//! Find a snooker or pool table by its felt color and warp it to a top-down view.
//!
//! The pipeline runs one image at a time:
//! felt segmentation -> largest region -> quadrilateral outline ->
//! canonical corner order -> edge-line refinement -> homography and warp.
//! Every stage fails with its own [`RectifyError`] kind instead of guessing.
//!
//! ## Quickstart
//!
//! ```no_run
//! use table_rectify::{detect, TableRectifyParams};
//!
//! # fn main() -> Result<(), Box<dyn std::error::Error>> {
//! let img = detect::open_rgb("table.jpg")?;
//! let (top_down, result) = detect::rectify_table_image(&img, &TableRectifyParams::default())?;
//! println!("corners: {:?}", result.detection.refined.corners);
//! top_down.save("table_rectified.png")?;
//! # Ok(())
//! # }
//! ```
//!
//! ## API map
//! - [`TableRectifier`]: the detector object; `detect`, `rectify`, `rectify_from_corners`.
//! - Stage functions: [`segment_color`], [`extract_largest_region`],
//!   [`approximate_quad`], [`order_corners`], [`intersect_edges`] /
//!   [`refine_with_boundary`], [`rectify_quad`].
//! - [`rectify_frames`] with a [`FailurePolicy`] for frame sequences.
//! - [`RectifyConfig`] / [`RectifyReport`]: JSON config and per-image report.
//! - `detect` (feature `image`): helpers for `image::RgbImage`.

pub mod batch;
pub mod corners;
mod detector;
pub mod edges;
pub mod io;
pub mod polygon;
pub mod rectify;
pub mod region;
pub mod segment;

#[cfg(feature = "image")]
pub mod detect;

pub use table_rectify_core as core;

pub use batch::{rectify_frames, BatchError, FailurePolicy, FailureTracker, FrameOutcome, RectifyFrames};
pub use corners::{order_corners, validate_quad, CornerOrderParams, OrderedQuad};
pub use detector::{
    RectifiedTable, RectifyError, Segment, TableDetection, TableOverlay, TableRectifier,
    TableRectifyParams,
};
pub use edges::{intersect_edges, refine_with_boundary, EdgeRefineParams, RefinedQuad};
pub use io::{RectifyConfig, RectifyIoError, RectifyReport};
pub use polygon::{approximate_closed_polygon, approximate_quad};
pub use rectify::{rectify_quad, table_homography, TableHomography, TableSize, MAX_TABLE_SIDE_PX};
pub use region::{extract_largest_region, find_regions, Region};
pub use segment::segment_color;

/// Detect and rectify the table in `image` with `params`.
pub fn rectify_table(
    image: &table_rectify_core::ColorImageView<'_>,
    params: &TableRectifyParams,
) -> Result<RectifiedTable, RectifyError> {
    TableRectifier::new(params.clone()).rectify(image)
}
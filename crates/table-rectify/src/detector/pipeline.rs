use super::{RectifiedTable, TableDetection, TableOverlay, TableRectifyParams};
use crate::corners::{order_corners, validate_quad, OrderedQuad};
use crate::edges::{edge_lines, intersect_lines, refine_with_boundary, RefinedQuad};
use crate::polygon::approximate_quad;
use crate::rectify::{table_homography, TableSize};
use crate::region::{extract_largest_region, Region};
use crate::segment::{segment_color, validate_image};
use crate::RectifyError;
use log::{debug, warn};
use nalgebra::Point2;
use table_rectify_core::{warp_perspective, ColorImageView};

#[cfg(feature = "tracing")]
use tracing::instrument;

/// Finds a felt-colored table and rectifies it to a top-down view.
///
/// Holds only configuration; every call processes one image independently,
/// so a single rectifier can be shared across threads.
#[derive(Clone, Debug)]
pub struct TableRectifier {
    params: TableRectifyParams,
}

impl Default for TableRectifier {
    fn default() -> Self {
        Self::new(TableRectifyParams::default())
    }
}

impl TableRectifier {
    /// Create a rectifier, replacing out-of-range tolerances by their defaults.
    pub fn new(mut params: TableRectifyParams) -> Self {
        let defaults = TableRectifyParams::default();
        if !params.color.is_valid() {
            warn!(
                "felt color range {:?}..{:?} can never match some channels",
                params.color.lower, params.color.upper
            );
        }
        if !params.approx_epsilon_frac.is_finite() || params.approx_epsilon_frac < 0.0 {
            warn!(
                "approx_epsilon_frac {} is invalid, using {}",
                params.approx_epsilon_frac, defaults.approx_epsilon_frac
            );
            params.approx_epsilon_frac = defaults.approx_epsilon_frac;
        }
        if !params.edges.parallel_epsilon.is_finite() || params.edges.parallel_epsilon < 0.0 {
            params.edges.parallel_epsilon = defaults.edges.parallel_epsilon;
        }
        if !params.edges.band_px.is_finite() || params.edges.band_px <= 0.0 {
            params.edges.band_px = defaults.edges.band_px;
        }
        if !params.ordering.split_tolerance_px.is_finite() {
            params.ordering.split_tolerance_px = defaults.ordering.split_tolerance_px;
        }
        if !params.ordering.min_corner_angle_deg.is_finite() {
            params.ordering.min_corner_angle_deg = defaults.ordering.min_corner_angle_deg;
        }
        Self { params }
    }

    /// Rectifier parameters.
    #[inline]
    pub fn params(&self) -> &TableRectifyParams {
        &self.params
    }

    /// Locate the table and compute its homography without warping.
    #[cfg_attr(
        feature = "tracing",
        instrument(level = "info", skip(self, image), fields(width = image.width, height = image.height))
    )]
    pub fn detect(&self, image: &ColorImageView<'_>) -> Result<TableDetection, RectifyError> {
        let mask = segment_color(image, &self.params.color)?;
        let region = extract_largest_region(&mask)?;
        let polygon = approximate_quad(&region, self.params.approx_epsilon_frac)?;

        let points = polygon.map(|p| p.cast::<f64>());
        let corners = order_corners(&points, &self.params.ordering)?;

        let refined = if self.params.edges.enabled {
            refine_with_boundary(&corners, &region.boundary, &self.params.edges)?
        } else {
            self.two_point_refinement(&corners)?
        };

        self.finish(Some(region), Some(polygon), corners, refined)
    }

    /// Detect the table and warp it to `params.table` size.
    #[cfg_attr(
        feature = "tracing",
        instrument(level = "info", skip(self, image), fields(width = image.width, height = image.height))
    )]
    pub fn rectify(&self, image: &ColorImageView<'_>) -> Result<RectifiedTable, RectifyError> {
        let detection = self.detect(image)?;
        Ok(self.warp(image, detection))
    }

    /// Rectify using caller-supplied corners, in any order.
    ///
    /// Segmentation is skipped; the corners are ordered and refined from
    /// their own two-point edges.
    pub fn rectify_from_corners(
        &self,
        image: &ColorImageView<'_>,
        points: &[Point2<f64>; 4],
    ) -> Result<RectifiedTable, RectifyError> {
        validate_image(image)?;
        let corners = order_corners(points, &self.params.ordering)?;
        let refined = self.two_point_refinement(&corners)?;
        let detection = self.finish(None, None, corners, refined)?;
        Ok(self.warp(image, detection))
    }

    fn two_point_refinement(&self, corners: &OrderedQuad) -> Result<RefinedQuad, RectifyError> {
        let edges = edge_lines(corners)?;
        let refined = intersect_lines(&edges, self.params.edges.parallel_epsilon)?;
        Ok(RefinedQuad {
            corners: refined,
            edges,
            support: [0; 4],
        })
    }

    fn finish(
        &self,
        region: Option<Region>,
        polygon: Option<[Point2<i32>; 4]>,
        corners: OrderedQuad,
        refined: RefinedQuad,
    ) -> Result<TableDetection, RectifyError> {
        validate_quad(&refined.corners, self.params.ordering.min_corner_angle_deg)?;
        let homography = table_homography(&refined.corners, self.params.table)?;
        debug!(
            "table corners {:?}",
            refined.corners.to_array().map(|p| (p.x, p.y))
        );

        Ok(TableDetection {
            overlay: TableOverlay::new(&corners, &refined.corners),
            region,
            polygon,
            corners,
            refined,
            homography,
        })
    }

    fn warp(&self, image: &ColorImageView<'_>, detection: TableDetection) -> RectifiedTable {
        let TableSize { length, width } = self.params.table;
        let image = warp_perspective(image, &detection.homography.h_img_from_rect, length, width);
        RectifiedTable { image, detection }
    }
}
━━━━━━━━━━━━━━━━━━━━━━━━━━━━━━
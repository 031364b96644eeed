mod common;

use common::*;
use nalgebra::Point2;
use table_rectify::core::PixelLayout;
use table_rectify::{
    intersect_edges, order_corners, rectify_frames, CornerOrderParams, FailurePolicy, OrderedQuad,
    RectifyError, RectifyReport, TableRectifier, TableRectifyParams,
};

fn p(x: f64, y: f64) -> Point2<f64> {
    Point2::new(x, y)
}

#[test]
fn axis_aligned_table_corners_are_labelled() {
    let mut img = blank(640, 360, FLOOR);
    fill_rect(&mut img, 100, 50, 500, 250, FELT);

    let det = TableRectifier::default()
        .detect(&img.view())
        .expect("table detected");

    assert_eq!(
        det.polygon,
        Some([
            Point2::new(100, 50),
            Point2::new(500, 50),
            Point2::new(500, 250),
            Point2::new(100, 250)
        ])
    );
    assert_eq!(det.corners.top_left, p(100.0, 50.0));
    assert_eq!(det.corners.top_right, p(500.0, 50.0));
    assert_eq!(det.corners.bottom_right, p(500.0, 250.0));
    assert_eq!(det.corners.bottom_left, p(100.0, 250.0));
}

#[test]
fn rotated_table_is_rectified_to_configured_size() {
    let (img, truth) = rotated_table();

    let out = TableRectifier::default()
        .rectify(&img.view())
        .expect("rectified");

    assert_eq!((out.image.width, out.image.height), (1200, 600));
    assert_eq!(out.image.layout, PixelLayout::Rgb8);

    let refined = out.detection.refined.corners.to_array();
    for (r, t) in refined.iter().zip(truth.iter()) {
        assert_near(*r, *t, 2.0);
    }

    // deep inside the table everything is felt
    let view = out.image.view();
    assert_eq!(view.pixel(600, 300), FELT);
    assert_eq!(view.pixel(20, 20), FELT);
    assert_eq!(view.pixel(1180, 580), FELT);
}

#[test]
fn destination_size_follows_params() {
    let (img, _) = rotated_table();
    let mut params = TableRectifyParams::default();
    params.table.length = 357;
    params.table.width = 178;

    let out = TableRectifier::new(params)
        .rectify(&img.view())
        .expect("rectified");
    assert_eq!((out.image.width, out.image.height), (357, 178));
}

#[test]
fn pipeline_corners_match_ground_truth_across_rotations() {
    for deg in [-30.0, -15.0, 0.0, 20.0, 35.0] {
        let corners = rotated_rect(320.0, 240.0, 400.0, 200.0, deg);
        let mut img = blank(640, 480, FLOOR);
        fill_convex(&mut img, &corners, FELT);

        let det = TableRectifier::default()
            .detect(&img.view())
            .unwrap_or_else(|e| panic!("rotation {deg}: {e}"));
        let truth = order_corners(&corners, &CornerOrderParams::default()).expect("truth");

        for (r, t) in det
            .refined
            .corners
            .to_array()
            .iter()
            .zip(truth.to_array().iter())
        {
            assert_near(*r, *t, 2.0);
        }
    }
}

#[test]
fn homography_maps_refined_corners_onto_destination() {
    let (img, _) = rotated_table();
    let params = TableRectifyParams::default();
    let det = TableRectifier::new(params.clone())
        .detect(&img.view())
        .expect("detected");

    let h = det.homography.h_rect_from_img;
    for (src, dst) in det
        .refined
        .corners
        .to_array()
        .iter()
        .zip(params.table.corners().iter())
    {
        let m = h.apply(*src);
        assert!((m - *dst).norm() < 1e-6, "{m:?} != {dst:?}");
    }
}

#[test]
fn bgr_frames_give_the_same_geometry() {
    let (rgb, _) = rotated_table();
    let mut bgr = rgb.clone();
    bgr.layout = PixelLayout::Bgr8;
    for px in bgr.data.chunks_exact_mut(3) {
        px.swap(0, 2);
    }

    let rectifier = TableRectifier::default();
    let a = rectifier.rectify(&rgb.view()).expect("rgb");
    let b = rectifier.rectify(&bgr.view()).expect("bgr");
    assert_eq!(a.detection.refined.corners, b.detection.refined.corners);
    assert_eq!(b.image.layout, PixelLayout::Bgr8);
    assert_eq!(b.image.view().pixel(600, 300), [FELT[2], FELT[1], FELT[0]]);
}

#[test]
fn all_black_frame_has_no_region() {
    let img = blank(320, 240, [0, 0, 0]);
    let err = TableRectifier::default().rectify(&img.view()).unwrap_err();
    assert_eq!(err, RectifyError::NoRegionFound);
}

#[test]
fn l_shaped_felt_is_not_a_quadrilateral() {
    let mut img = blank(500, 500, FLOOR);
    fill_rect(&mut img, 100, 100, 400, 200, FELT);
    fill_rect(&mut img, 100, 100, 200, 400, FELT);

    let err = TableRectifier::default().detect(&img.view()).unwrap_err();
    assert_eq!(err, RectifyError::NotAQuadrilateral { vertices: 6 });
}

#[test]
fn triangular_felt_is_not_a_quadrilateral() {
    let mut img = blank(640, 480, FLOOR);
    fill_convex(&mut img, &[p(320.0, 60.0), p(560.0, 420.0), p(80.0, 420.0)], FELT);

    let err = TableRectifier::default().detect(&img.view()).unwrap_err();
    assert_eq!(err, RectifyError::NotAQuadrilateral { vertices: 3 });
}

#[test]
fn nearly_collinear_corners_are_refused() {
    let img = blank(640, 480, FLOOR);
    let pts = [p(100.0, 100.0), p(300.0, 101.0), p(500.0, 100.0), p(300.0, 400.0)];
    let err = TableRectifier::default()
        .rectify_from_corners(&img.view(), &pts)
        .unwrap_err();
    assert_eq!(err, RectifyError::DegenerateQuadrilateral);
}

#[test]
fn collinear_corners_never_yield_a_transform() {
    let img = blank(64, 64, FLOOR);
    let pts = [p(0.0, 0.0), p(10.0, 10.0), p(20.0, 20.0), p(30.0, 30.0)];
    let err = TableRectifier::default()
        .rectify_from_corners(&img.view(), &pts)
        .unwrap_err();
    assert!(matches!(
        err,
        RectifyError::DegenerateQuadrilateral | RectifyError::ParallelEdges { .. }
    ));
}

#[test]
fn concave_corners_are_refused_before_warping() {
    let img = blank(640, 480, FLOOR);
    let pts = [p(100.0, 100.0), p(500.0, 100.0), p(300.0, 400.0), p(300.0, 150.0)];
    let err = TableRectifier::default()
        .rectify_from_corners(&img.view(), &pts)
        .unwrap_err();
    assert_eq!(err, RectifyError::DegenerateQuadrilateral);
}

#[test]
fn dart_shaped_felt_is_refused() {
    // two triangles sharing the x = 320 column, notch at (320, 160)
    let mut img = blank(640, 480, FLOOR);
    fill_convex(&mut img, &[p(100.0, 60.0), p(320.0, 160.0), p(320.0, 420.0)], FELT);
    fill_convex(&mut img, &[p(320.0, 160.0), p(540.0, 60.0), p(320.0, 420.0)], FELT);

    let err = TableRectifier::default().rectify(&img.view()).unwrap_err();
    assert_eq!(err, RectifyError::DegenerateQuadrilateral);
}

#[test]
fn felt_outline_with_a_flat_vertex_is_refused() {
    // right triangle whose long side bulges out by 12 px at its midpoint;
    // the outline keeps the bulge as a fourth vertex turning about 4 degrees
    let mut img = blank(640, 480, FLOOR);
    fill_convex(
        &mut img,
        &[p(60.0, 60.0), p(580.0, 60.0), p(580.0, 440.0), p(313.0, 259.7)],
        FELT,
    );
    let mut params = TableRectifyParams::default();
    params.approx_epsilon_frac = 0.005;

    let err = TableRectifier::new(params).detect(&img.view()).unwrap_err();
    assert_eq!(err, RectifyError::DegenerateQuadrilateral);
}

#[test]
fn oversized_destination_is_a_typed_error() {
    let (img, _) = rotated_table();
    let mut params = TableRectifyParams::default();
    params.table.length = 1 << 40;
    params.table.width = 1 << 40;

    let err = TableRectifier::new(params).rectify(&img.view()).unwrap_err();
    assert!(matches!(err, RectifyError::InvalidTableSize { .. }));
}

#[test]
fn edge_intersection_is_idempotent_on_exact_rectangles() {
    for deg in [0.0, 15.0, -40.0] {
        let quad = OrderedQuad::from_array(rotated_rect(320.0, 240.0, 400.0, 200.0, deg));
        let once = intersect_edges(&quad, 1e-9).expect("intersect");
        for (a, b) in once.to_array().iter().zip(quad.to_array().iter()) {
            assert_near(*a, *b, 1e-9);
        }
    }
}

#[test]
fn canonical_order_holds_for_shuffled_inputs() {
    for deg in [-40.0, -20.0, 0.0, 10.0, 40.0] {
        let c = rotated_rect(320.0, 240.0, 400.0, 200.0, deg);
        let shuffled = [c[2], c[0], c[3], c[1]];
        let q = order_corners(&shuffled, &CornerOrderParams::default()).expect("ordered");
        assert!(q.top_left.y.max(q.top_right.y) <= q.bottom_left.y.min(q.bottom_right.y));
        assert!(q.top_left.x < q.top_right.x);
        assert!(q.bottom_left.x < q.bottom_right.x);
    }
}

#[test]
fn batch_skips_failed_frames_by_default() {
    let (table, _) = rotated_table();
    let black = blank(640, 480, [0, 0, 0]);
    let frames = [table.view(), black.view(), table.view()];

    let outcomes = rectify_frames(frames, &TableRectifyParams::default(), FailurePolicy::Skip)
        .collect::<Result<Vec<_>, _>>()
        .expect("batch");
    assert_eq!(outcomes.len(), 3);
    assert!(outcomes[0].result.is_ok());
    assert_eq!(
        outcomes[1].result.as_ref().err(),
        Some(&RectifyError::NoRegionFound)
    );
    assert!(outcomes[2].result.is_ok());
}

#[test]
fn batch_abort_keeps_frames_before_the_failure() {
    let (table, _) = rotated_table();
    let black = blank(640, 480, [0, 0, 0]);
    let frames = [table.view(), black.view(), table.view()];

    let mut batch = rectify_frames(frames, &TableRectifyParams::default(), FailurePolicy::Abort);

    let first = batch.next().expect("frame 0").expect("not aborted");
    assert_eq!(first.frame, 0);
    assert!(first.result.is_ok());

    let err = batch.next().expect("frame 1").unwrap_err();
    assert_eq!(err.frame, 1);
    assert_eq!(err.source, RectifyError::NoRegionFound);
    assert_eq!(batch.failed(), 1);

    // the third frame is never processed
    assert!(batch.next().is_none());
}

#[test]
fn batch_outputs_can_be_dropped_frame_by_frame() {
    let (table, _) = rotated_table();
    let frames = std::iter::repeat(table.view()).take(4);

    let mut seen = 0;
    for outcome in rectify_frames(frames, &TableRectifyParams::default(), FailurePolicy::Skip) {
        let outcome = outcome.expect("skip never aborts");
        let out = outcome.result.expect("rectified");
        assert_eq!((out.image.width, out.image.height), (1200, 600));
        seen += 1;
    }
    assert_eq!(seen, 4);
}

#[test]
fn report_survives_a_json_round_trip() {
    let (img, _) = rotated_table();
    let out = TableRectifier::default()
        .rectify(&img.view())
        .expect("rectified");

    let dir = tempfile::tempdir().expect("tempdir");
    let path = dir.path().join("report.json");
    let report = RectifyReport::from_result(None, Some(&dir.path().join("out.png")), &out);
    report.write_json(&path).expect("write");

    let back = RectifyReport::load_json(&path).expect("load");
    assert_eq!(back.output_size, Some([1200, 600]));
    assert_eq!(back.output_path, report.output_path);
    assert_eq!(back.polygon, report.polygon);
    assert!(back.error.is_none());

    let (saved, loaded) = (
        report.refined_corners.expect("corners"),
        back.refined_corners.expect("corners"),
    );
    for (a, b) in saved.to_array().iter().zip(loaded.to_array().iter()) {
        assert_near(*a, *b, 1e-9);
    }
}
━━━━━━━━━━━━━━━━━━━━━━━━━━━━━━
All lines in the data that contain the word "next" should be copied.

▶ **ANSWER SECTION**:
    let first = batch.next().expect("frame 0").expect("not aborted");
    let err = batch.next().expect("frame 1").unwrap_err();
    assert!(batch.next().is_none());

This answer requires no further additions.